Why is this important?
By implementing these practices a large organization can save money. The longer you wait to fix a bug in your application, the more costly it becomes. Extreme examples are complete breaches. Uber for example: when Uber released they had been breached they were in negotiations to sell to SoftBank. However due to the breach they were appraised at a much lower value, some twenty billion dollars less. Many other examples of this exist: Target, Sony, and The Home Depot have all suffered a data breach.
You may be wondering how does a secure SDLC work? Typically a Secure SDLC is accomplished by accompanying an existing SDLC with secure practice in correlation to each phase. For example, adding a penetration test during the verification phase of the SDLC.
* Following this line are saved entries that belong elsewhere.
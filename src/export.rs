// 📤 Export - format selection, branding and file sinks
//
// The report layer hands an `ExportRequest` (title, table, summary, logo,
// layout) to an `ExportSink`. `FileExportSink` writes either a `;`-delimited
// spreadsheet (table, blank line, summary block) or a JSON document.

use crate::error::ExportError;
use crate::presentation::{LayoutHints, PresentationTable, Summary};
use csv::WriterBuilder;
use serde::Serialize;
use std::collections::HashMap;
use std::fmt;
use std::fs;
use std::path::{Path, PathBuf};
use std::str::FromStr;
use tracing::info;

// ============================================================================
// FORMAT
// ============================================================================

#[derive(Debug, Clone, Copy, PartialEq, Eq, Serialize)]
#[serde(rename_all = "lowercase")]
pub enum ExportFormat {
    Spreadsheet,
    Document,
}

impl ExportFormat {
    /// Case-insensitive; legacy names ("excel", "pdf") are accepted
    pub fn parse(name: &str) -> Result<Self, ExportError> {
        match name.trim().to_lowercase().as_str() {
            "spreadsheet" | "excel" | "xlsx" | "csv" => Ok(ExportFormat::Spreadsheet),
            "document" | "pdf" | "json" => Ok(ExportFormat::Document),
            _ => Err(ExportError::Unsupported(name.to_string())),
        }
    }

    pub fn extension(&self) -> &'static str {
        match self {
            ExportFormat::Spreadsheet => "csv",
            ExportFormat::Document => "json",
        }
    }
}

impl FromStr for ExportFormat {
    type Err = ExportError;

    fn from_str(s: &str) -> Result<Self, Self::Err> {
        ExportFormat::parse(s)
    }
}

impl fmt::Display for ExportFormat {
    fn fmt(&self, f: &mut fmt::Formatter<'_>) -> fmt::Result {
        match self {
            ExportFormat::Spreadsheet => f.write_str("spreadsheet"),
            ExportFormat::Document => f.write_str("document"),
        }
    }
}

// ============================================================================
// BRANDING
// ============================================================================

/// Clinic → logo file lookup under one assets directory
#[derive(Debug, Clone, PartialEq)]
pub struct Branding {
    pub assets_dir: PathBuf,
    pub default_logo: String,
    pub clinic_logos: HashMap<String, String>,
}

impl Branding {
    pub fn standard_clinic_logos() -> HashMap<String, String> {
        [
            ("Renal Clínica", "logo_renal_clinica.png"),
            ("Instituto do Rim", "logo_instituto_rim.png"),
            ("Nefron Clínica", "logo_nefron_clinica.png"),
            ("CNN", "logo_cnn.png"),
            ("Pronto Rim", "logo_pronto_rim.png"),
            ("Clínica do Rim", "logo_clinica_do_rim.png"),
            ("Hospital do Rim", "logo_hospital_do_rim.png"),
        ]
        .into_iter()
        .map(|(clinic, logo)| (clinic.to_string(), logo.to_string()))
        .collect()
    }

    /// Clinic logo, or the default logo for unknown (or no) clinic
    pub fn logo_for(&self, clinic: Option<&str>) -> PathBuf {
        let file = clinic
            .and_then(|c| self.clinic_logos.get(c))
            .unwrap_or(&self.default_logo);
        self.assets_dir.join(file)
    }
}

impl Default for Branding {
    fn default() -> Self {
        Branding {
            assets_dir: PathBuf::from("assets"),
            default_logo: "logo.png".to_string(),
            clinic_logos: Self::standard_clinic_logos(),
        }
    }
}

// ============================================================================
// REQUEST + SINK
// ============================================================================

#[derive(Debug, Clone, Serialize)]
pub struct ExportRequest<'a> {
    pub title: &'a str,
    pub sheet_name: &'a str,
    pub logo: PathBuf,
    pub layout: &'a LayoutHints,
    pub table: &'a PresentationTable,
    pub summary: &'a Summary,
    #[serde(skip)]
    pub format: ExportFormat,
}

pub trait ExportSink {
    fn write(&self, request: &ExportRequest<'_>, path: &Path) -> Result<(), ExportError>;
}

/// Writes the artifact straight to disk
#[derive(Debug, Clone, Copy, Default)]
pub struct FileExportSink;

impl ExportSink for FileExportSink {
    fn write(&self, request: &ExportRequest<'_>, path: &Path) -> Result<(), ExportError> {
        let bytes = match request.format {
            ExportFormat::Spreadsheet => spreadsheet_bytes(request)?,
            ExportFormat::Document => serde_json::to_vec_pretty(request)?,
        };

        fs::write(path, bytes).map_err(|source| ExportError::Io {
            path: path.to_path_buf(),
            source,
        })?;

        info!(
            title = request.title,
            format = %request.format,
            rows = request.table.len(),
            path = %path.display(),
            "report exported"
        );
        Ok(())
    }
}

fn spreadsheet_bytes(request: &ExportRequest<'_>) -> Result<Vec<u8>, ExportError> {
    let mut table = WriterBuilder::new().delimiter(b';').from_writer(Vec::new());
    table.write_record(&request.table.columns)?;
    for row in &request.table.rows {
        table.write_record(row.iter().map(|cell| cell.to_string()))?;
    }
    let mut bytes = into_bytes(table)?;

    if !request.summary.is_empty() {
        let mut summary = WriterBuilder::new()
            .delimiter(b';')
            .flexible(true)
            .from_writer(Vec::new());
        summary.write_record([request.layout.summary_heading.as_str()])?;
        for (key, value) in request.summary.iter() {
            summary.write_record([key.to_string(), value.to_string()])?;
        }
        bytes.push(b'\n');
        bytes.extend(into_bytes(summary)?);
    }

    Ok(bytes)
}

fn into_bytes(writer: csv::Writer<Vec<u8>>) -> Result<Vec<u8>, ExportError> {
    writer
        .into_inner()
        .map_err(|e| ExportError::Csv(csv::Error::from(e.into_error())))
}

// ============================================================================
// TESTS
// ============================================================================

#[cfg(test)]
mod tests {
    use super::*;
    use crate::presentation::Cell;

    fn request<'a>(
        table: &'a PresentationTable,
        summary: &'a Summary,
        layout: &'a LayoutHints,
        format: ExportFormat,
    ) -> ExportRequest<'a> {
        ExportRequest {
            title: "Geral - CNN - 03.2024",
            sheet_name: "Geral",
            logo: PathBuf::from("assets/logo_cnn.png"),
            layout,
            table,
            summary,
            format,
        }
    }

    fn sample() -> (PresentationTable, Summary) {
        let mut table = PresentationTable::new(&["Nome", "HD"]);
        table.push_row(vec![Cell::text("Maria Silva"), Cell::Int(12)]);
        table.push_row(vec![Cell::text("Ana Lima"), Cell::empty()]);
        let summary = Summary::new().int("Sessões HD", 12);
        (table, summary)
    }

    #[test]
    fn test_format_parse() {
        assert_eq!(ExportFormat::parse("Excel").unwrap(), ExportFormat::Spreadsheet);
        assert_eq!(ExportFormat::parse("pdf").unwrap(), ExportFormat::Document);
        assert_eq!("document".parse::<ExportFormat>().unwrap(), ExportFormat::Document);

        let err = ExportFormat::parse("docx").unwrap_err();
        assert_eq!(err.to_string(), "export format 'docx' is not supported");
    }

    #[test]
    fn test_logo_lookup() {
        let branding = Branding::default();
        assert_eq!(
            branding.logo_for(Some("Pronto Rim")),
            PathBuf::from("assets/logo_pronto_rim.png")
        );
        assert_eq!(branding.logo_for(Some("Outra")), PathBuf::from("assets/logo.png"));
        assert_eq!(branding.logo_for(None), PathBuf::from("assets/logo.png"));
    }

    #[test]
    fn test_spreadsheet_layout() {
        let (table, summary) = sample();
        let layout = LayoutHints::portrait();
        let dir = tempfile::tempdir().unwrap();
        let path = dir.path().join("geral.csv");

        FileExportSink
            .write(&request(&table, &summary, &layout, ExportFormat::Spreadsheet), &path)
            .unwrap();

        let written = fs::read_to_string(&path).unwrap();
        assert_eq!(
            written,
            "Nome;HD\nMaria Silva;12\nAna Lima;\n\nRESUMO GERAL\nSessões HD;12\n"
        );
    }

    #[test]
    fn test_document_contains_everything() {
        let (table, summary) = sample();
        let layout = LayoutHints::landscape().with_widths(&["70%", "30%"]);
        let dir = tempfile::tempdir().unwrap();
        let path = dir.path().join("geral.json");

        FileExportSink
            .write(&request(&table, &summary, &layout, ExportFormat::Document), &path)
            .unwrap();

        let json: serde_json::Value = serde_json::from_slice(&fs::read(&path).unwrap()).unwrap();
        assert_eq!(json["title"], "Geral - CNN - 03.2024");
        assert_eq!(json["logo"], "assets/logo_cnn.png");
        assert_eq!(json["layout"]["orientation"], "landscape");
        assert_eq!(json["table"]["rows"][0][1], 12);
        assert_eq!(json["summary"]["Sessões HD"], 12);
    }

    #[test]
    fn test_unwritable_path_is_io_error() {
        let (table, summary) = sample();
        let layout = LayoutHints::portrait();
        let err = FileExportSink
            .write(
                &request(&table, &summary, &layout, ExportFormat::Document),
                Path::new("/nonexistent/dir/out.json"),
            )
            .unwrap_err();
        assert!(matches!(err, ExportError::Io { .. }));
    }
}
Due to heightened security awareness many industry implementations of a secure SDLC exist. These frameworks help developers produce a more secure solution, which aim to be free of bugs at the time of release. One such framework is the Microsoft Secure Development Lifecycle abbreviated SDL. According to Microsoft, “Microsoft Security Development Lifecycle (SDL) is an industry-leading software security assurance process. A Microsoft-wide initiative and a mandatory policy since 2004, the SDL has played a critical role in embedding security and privacy in Microsoft software and culture. Combining a holistic and practical approach, the SDL introduces security and privacy early and throughout all phases of the development process. It has led Microsoft to measurable and widely-recognized security improvements in flagship products such as Windows Vista and SQL Server. Microsoft is publishing its detailed SDL process guidance to provide transparency on the secure software development process used to develop its products.”  The Open Software Assurance Maturity Model (OpenSAMM) is an OWASP project which guides the integration of security within the SDLC. According to OpenSAMM.org, “The Software Assurance Maturity Model (SAMM) is an open framework to help organizations formulate and implement a strategy for software security that is tailored to the specific risks facing the organization”. Another alternative is Building Security in Maturity Model abbreviated BSIMM. The BSSIM model comprises 116 activities grouped into four domains: Governance, Intelligence, SSDL Touchpoints and Deployment, as stated on their website
How do I use a Secure SDLC in my Agile environment? Working in an agile way means developing small amounts of code blocks which allows for release of updated code much more quickly. Because of this security must be practiced in every step of the process to ensure a sound product is being developed. Starting with the planning phase. While planning out the development, create stories about security. These stories will help the agile team connect the dots, planning out a much less risky application. Following this, Checkmarx.com says, “One of the most important changes to make is making developers responsible for secure development. The security team should still have input and involvement in the planning and later testing phases, but during core development, programmers should be put in charge of security scans and fixing the issues they find. This is a great way to help push security into earlier stages of the software development lifecycle (SDLC), where security issues are best dealt with”.  It’s important to aid your developers with modern security software that can help them in finding potential security concerns. One example of this would be a static code analysis. If the code analysis came back with a bug the developer could fix the code much faster, reducing the overall risk to the organization. The Agile methodology requires constant measurement, in an effort to continuously improve current tools and processes. Its part of what makes Agile a fluid framework of constant change work. An Agile organization is ever improving. In order to keep focused on security the Agile organization must treat security the same as the development of the product. This integration is what creates a secure product. From the applications inception security has been considered. With each iteration of the SDLC a security practice has been applied. In this instance the outcome is an Agile application, written with a secure SDLC in mind.